Electrifying brain circuits could treat neurological and psychiatric symptoms not because it causes neurons to fire but it creates an environment that makes it more or less likely for neurons to fire, researchers, including one of Indian-origin, have found.
Rather than taking medication, a growing number of people who suffer from chronic pain, epilepsy and drug cravings are zapping their skulls -- using transcranial direct current stimulation (tDCS) -- in the hope that a weak electric current will jolt them back to health.
"Although this therapy is taking off at the grassroots level and in academia (with an exponential increase in publications), evidence that tDCS does what is being promised is not conclusive," said the study's senior author Danny J.J. Wang, Professor of neurology at Mark and Mary Stevens Neuroimaging and Informatics Institute, University of Southern California in the US.

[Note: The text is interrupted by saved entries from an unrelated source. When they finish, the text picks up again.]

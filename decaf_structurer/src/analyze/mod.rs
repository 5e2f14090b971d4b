//! Control flow analysis over flat instruction lists.
//!
//! [`analyze_list`] runs the three recognizers over one list (loops from the back, then
//! switches, then conditionals) and each recognizer recurses into the bodies it extracts with an
//! updated [`Scope`]. Loops must run first (a backward branch outranks any forward shape),
//! switches must run before conditionals (the string-switch shape contains forward conditionals
//! that must not be structured as `if`s).

pub(crate) mod conditional;
pub(crate) mod foreach;
pub(crate) mod loops;
pub(crate) mod switches;

use crate::error::Result;
use crate::node::{Node, NodeKind};
use ahash::{AHashMap, AHashSet};
use decaf_classfile::{ConstantPool, LocalVariableTable};
use indexmap::IndexMap;

/// The escape offsets of the list currently being analyzed, passed top-down; nested bodies get
/// fresh values, never references back into the parent.
#[derive(Clone, Copy, Debug, Eq, PartialEq)]
pub(crate) struct Scope {
    /// Backward continue target: the body start of the enclosing infinite loop, −1 otherwise.
    pub loop_entry: i32,
    /// Forward continue target: the test or update offset of the enclosing loop, −1 otherwise.
    pub continue_offset: i32,
    /// Secondary forward continue target (the test of a `for` whose primary is the update), −1
    /// otherwise.
    pub continue_alt: i32,
    /// Break target of the enclosing loop or switch, −1 otherwise.
    pub break_offset: i32,
    /// Offset just past the current list.
    pub after_list: i32,
}

impl Scope {
    /// The scope of a method's top level list.
    pub(crate) fn method(after_list: i32) -> Self {
        Scope {
            loop_entry: -1,
            continue_offset: -1,
            continue_alt: -1,
            break_offset: -1,
            after_list,
        }
    }

    /// Returns true if a jump to `target` is a `continue` of the enclosing loop. The entry of an
    /// infinite loop is compared as an upper bound: branch targets land on the first operand byte
    /// of the entry statement, not its opcode.
    pub(crate) fn is_continue(&self, target: i32) -> bool {
        (self.loop_entry >= 0 && target <= self.loop_entry)
            || (self.continue_offset >= 0 && target == self.continue_offset)
            || (self.continue_alt >= 0 && target == self.continue_alt)
    }
}

/// The return statements a forward jump may be folded into: the method's trailing bare `return`
/// and every `load; return` pair, indexed by offset.
#[derive(Clone, Debug)]
pub(crate) struct ReturnSites {
    /// Offset of the method's final bare `return`, −1 when the method does not end with one.
    pub bare_return: i32,
    sites: Vec<(i32, i32, Node)>,
}

impl Default for ReturnSites {
    fn default() -> Self {
        ReturnSites {
            bare_return: -1,
            sites: Vec::new(),
        }
    }
}

impl ReturnSites {
    /// Snapshot the return sites of a freshly decoded list.
    pub(crate) fn collect(list: &[Node]) -> Self {
        let bare_return = match list.last() {
            Some(node) if matches!(node.kind, NodeKind::Return) => node.offset,
            _ => -1,
        };
        let mut sites = Vec::new();
        for node in list {
            if let NodeKind::ValueReturn { value } = &node.kind {
                if value.load_slot().is_some() {
                    sites.push((value.offset, node.offset, node.clone()));
                }
            }
        }
        ReturnSites { bare_return, sites }
    }

    /// The `load; return` pair covering `target`, if any.
    pub(crate) fn value_return_at(&self, target: i32) -> Option<&Node> {
        self.sites
            .iter()
            .find(|(from, to, _)| target >= *from && target <= *to)
            .map(|(_, _, node)| node)
    }
}

/// Shared state of the per-method analysis.
pub(crate) struct AnalyzeContext<'a> {
    pub constant_pool: &'a mut ConstantPool,
    pub local_variables: &'a mut LocalVariableTable,
    pub switch_maps: &'a AHashMap<u16, IndexMap<i32, i32>>,
    pub major_version: u16,
    pub returns: ReturnSites,
    /// Offsets that could not be rewritten as break/continue; labels are inserted for them at the
    /// end of the pipeline.
    pub labels: AHashSet<i32>,
}

/// Analyze one list: loops, then switches, then conditionals. Recursion into extracted bodies
/// happens inside the recognizers, each with an updated scope; the bodies of `try` and
/// `synchronized` blocks, which were built before this analysis, are descended into afterwards.
pub(crate) fn analyze_list(
    list: &mut Vec<Node>,
    scope: &Scope,
    context: &mut AnalyzeContext,
) -> Result<()> {
    loops::analyze(list, scope, context)?;
    switches::analyze(list, scope, context)?;
    conditional::analyze(list, scope, context)?;

    for index in 0..list.len() {
        let next_offset = if index + 1 < list.len() {
            list[index + 1].offset
        } else {
            scope.after_list
        };
        let child = Scope {
            after_list: next_offset,
            ..*scope
        };
        match &mut list[index].kind {
            NodeKind::Try(try_block) => {
                analyze_list(&mut try_block.body, &child, context)?;
                for catch in &mut try_block.catches {
                    analyze_list(&mut catch.body, &child, context)?;
                }
                if let Some(finally_body) = &mut try_block.finally_body {
                    analyze_list(finally_body, &child, context)?;
                }
            }
            NodeKind::Synchronized { body, .. } => {
                analyze_list(body, &child, context)?;
            }
            _ => {}
        }
    }
    Ok(())
}

#[cfg(test)]
mod test {
    use super::*;
    use crate::node::TypeKind;

    #[test]
    fn test_scope_is_continue() {
        let scope = Scope {
            loop_entry: -1,
            continue_offset: 12,
            continue_alt: 8,
            break_offset: 20,
            after_list: 20,
        };
        assert!(scope.is_continue(12));
        assert!(scope.is_continue(8));
        assert!(!scope.is_continue(20));
        assert!(!scope.is_continue(-1));
    }

    #[test]
    fn test_return_sites() {
        let list = vec![
            Node::new(
                3,
                -1,
                NodeKind::ValueReturn {
                    value: Box::new(Node::new(
                        2,
                        -1,
                        NodeKind::Load {
                            kind: TypeKind::Int,
                            index: 1,
                        },
                    )),
                },
            ),
            Node::new(4, -1, NodeKind::Return),
        ];
        let returns = ReturnSites::collect(&list);
        assert_eq!(4, returns.bare_return);
        assert!(returns.value_return_at(2).is_some());
        assert!(returns.value_return_at(3).is_some());
        assert!(returns.value_return_at(4).is_none());
    }
}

In this study, published in the journal Scientific Reports, the researchers developed an MRI method whereby the magnetic fields induced by tDCS currents can be visualised in living humans
"Scientists don't yet understand the mechanisms at work, which prevents the FDA from regulating the therapy. Our study is the first step to experimentally map the tDCS currents in the brain and to provide solid data so researchers can develop science-based treatment," Wang noted.
People in antiquity used electric fish to zap away headaches, but tDCS, as it is now known, was introduced in 2000, said study lead author Mayank Jog, a graduate student conducting research at the David Geffen School of Medicine at University of California, Los Angeles.
"Since then, this noninvasive, easy-to-use, low-cost technology has been shown to improve cognition as well as treat clinical symptoms," Jog said.
The study is a technological breakthrough, study co-author Maron Bikson, Professor at The City College of New York, noted.
"You cannot characterise what you cannot see, so this is a pivotal step in the development of tDCS technology," Bikson said.
The researchers validated their MRI algorithm with a phantom, where the current path and induced magnetic field was known.
Then they tested the method using simple biological tissue -- a human calf. Finally, they repeated the process on the scalp of 12 healthy volunteers.
After 20 to 30 minutes in a scanner, the new algorithm produced an image of the magnetic field tDCS created.